Ein sinnvoller Tonbereich ist leicht über den Bereich hinaus zu gehen, der typischerweise als Bruststimme bezeichnet wird, als Mann ist es meist sinnvoll zunächst etwa bis f' hochzugehen.
Der Sinn dieser Übung ist, das Gefühl des "entspannten Kehlkopfes" zu erzeugen. Das ist wirklich nur ein Gefühl, denn in Wirklichkeit steht der Kehlkopf (wie bei jeder Phonation) unter einer gewissen Spannung. Diese Spannung ist aber absolut ausgeglichen und gleichmäßig, deshalb nimmst du es als "enstpannt" wahr (man spricht auch von Indifferenzlage). Zudem ist es so etwas wie ein "full-body-workout" für Gesang, denn hier werden alle für den Gesang wichtigen Muskeln in sehr gleichmäßiger Weise aktiviert (Stützmuskulatur, Twang, innere und äußere Kehlkopfmuskulatur).

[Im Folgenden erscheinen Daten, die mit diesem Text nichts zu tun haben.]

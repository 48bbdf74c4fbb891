// SPDX-License-Identifier: BUSL-1.1
// Copyright (c) 2026 Alfred Jean LLC

//! `cyrusd`: the daemon binary. Wires the orchestration core (spec §4)
//! to a concrete HTTP webhook ingress + `/status` endpoint (spec §6).
//!
//! The concrete tracker transport (Linear) and concrete agent runner
//! processes (Claude/Codex/OpenCode/Gemini) are out of scope for this
//! workspace (spec §1); this binary ships [`reference_tracker::ReferenceIssueTracker`]
//! and [`cyrus_adapters::ProcessRunner`] so it is runnable end-to-end
//! without fabricating either.

mod auth_config;
mod error;
mod logging;
mod paths;
mod reference_tracker;
mod runner_wiring;
mod webhook;

use axum::routing::{get, post};
use axum::Router;
use cyrus_adapters::IssueTracker;
use cyrus_core::SystemClock;
use cyrus_engine::{ConfigurationManager, Orchestrator};
use std::collections::HashMap;
use std::process::ExitCode;
use std::sync::Arc;
use tracing::{error, info};

use crate::auth_config::WebhookAuthConfig;
use crate::error::DaemonError;
use crate::webhook::AppState;

fn build_trackers(config: &cyrus_engine::ConfigDocument) -> HashMap<String, Arc<dyn IssueTracker>> {
    config
        .repositories
        .iter()
        .map(|repo| (repo.id.clone(), Arc::new(reference_tracker::ReferenceIssueTracker::new(repo.id.clone())) as Arc<dyn IssueTracker>))
        .collect()
}

#[tokio::main]
async fn main() -> ExitCode {
    let cyrus_home = paths::cyrus_home();
    let _logging_guard = logging::init(&paths::logs_dir(&cyrus_home));

    match run(cyrus_home).await {
        Ok(()) => ExitCode::SUCCESS,
        Err(e) => {
            error!(error = %e, "cyrusd exited with a fatal startup error");
            ExitCode::FAILURE
        }
    }
}

async fn run(cyrus_home: std::path::PathBuf) -> Result<(), DaemonError> {
    std::fs::create_dir_all(&cyrus_home)?;
    let config_path = paths::config_path(&cyrus_home);
    let backups_dir = paths::backups_dir(&cyrus_home);
    let config = Arc::new(ConfigurationManager::load(&config_path, backups_dir)?);
    info!(repositories = config.current().repositories.len(), "configuration loaded");

    // `Orchestrator::trackers` is a fixed map built once here; adding a
    // brand-new repository to the on-disk config still requires a
    // daemon restart to pick up a tracker binding for it (config
    // hot-reload only affects routing, not this map).
    let trackers = build_trackers(&config.current());
    let runner_factory = runner_wiring::build_runner_factory(cyrus_home.join("workspaces"));
    let orchestrator = Arc::new(Orchestrator::new(cyrus_home.clone(), trackers, runner_factory, SystemClock));

    let recovered = orchestrator.recover().await;
    info!(recovered, "crash recovery complete");

    let config_for_watch = config.clone();
    tokio::spawn(async move {
        let mut diffs = config_for_watch.watch();
        while let Some(diff) = diffs.recv().await {
            info!(added = diff.added.len(), removed = diff.removed.len(), modified = diff.modified.len(), "config reloaded");
        }
    });

    let state = AppState { orchestrator: orchestrator.clone(), config, auth: WebhookAuthConfig::from_env() };
    let app: Router = Router::new()
        .route(&paths::webhook_path(), post(webhook::handle::<SystemClock>))
        .route("/status", get(webhook::status::<SystemClock>))
        .with_state(state);

    let bind_addr = paths::bind_addr();
    let listener = tokio::net::TcpListener::bind(&bind_addr).await?;
    info!(%bind_addr, webhook_path = %paths::webhook_path(), "cyrusd listening");

    axum::serve(listener, app).with_graceful_shutdown(shutdown_signal(orchestrator)).await?;
    Ok(())
}

/// Waits for Ctrl+C, then drives the orchestrator's graceful shutdown
/// (spec §5: stop accepting webhooks, signal every active coordinator,
/// wait bounded time, force-persist).
async fn shutdown_signal(orchestrator: Arc<Orchestrator<SystemClock>>) {
    let _ = tokio::signal::ctrl_c().await;
    info!("shutdown signal received, draining active sessions");
    orchestrator.shutdown(paths::drain_timeout()).await;
}
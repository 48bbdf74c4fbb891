// SPDX-License-Identifier: BUSL-1.1
// Copyright (c) 2026 Alfred Jean LLC

//! Aggregate view of non-terminal sessions, exposed via the `/status`
//! endpoint and persisted separately for crash recovery (spec §3, §6).

use serde::{Deserialize, Serialize};
use std::collections::HashMap;

/// Summary of one active session, as shown by `GET /status`.
#[derive(Debug, Clone, PartialEq, Serialize, Deserialize)]
pub struct ActiveSessionSummary {
    pub issue_id: String,
    pub issue_identifier: String,
    pub repository_id: String,
    pub started_at: u64,
}

/// Aggregate status document. Derived from the orchestrator's session
/// registry; never hand-constructed field by field outside tests.
#[derive(Debug, Clone, PartialEq, Serialize, Deserialize)]
pub struct ActiveWorkStatus {
    pub is_working: bool,
    pub active_sessions: HashMap<String, ActiveSessionSummary>,
    pub last_updated: u64,
}

impl ActiveWorkStatus {
    pub fn empty(now_epoch_ms: u64) -> Self {
        Self { is_working: false, active_sessions: HashMap::new(), last_updated: now_epoch_ms }
    }

    pub fn from_sessions(
        sessions: impl IntoIterator<Item = (String, ActiveSessionSummary)>,
        now_epoch_ms: u64,
    ) -> Self {
        let active_sessions: HashMap<_, _> = sessions.into_iter().collect();
        Self { is_working: !active_sessions.is_empty(), active_sessions, last_updated: now_epoch_ms }
    }
}

#[cfg(test)]
#[path = "active_work_tests.rs"]
mod tests;
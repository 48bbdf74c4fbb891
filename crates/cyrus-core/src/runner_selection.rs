// SPDX-License-Identifier: BUSL-1.1
// Copyright (c) 2026 Alfred Jean LLC

//! Which runner backend and model a tracker session is bound to.

use serde::{Deserialize, Serialize};

/// The kind of external agent runner process backing a session.
#[derive(Debug, Clone, Copy, PartialEq, Eq, Serialize, Deserialize)]
#[serde(rename_all = "snake_case")]
pub enum RunnerType {
    Claude,
    Codex,
    Opencode,
    Gemini,
    /// In-process test double; never spawns a real process.
    Mock,
}

crate::simple_display! {
    RunnerType {
        Claude => "claude",
        Codex => "codex",
        Opencode => "opencode",
        Gemini => "gemini",
        Mock => "mock",
    }
}

/// Persisted per-tracker-session runner binding.
#[derive(Debug, Clone, PartialEq, Eq, Serialize, Deserialize)]
pub struct RunnerSelection {
    pub issue_id: String,
    pub runner_type: RunnerType,
    #[serde(default)]
    pub model: Option<String>,
    #[serde(default)]
    pub fallback_model: Option<String>,
    #[serde(default)]
    pub resume_session_id: Option<String>,
}

impl RunnerSelection {
    pub fn new(issue_id: impl Into<String>, runner_type: RunnerType) -> Self {
        Self {
            issue_id: issue_id.into(),
            runner_type,
            model: None,
            fallback_model: None,
            resume_session_id: None,
        }
    }

    pub fn with_resume(mut self, resume_session_id: impl Into<String>) -> Self {
        self.resume_session_id = Some(resume_session_id.into());
        self
    }
}

#[cfg(test)]
#[path = "runner_selection_tests.rs"]
mod tests;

Wenn du eine Weile damit geübt hast, kannst du langsam wieder in eine kehlkopforientierte Gesangstechnik wechseln (in sofern du eine solche vorher benutzt hast). Versuche dabei vor allem dieses Gefühl des "entspannten Kehlkopfes" mitzunehmen während du deine bekannten Gesangsübungen machst. Denn das Ziel einer jeden Gesangstechnik ist es den "entspannten Kehlkopf" zu erzeugen und zu erhalten, was physiologisch letztendlich bedeutet, dass die Muskelgruppen, die die Brustimme bzw. die Kopfstimme erzeugen zu jedem Zeitpunkt etwa in gleichem Maße aktiv sind.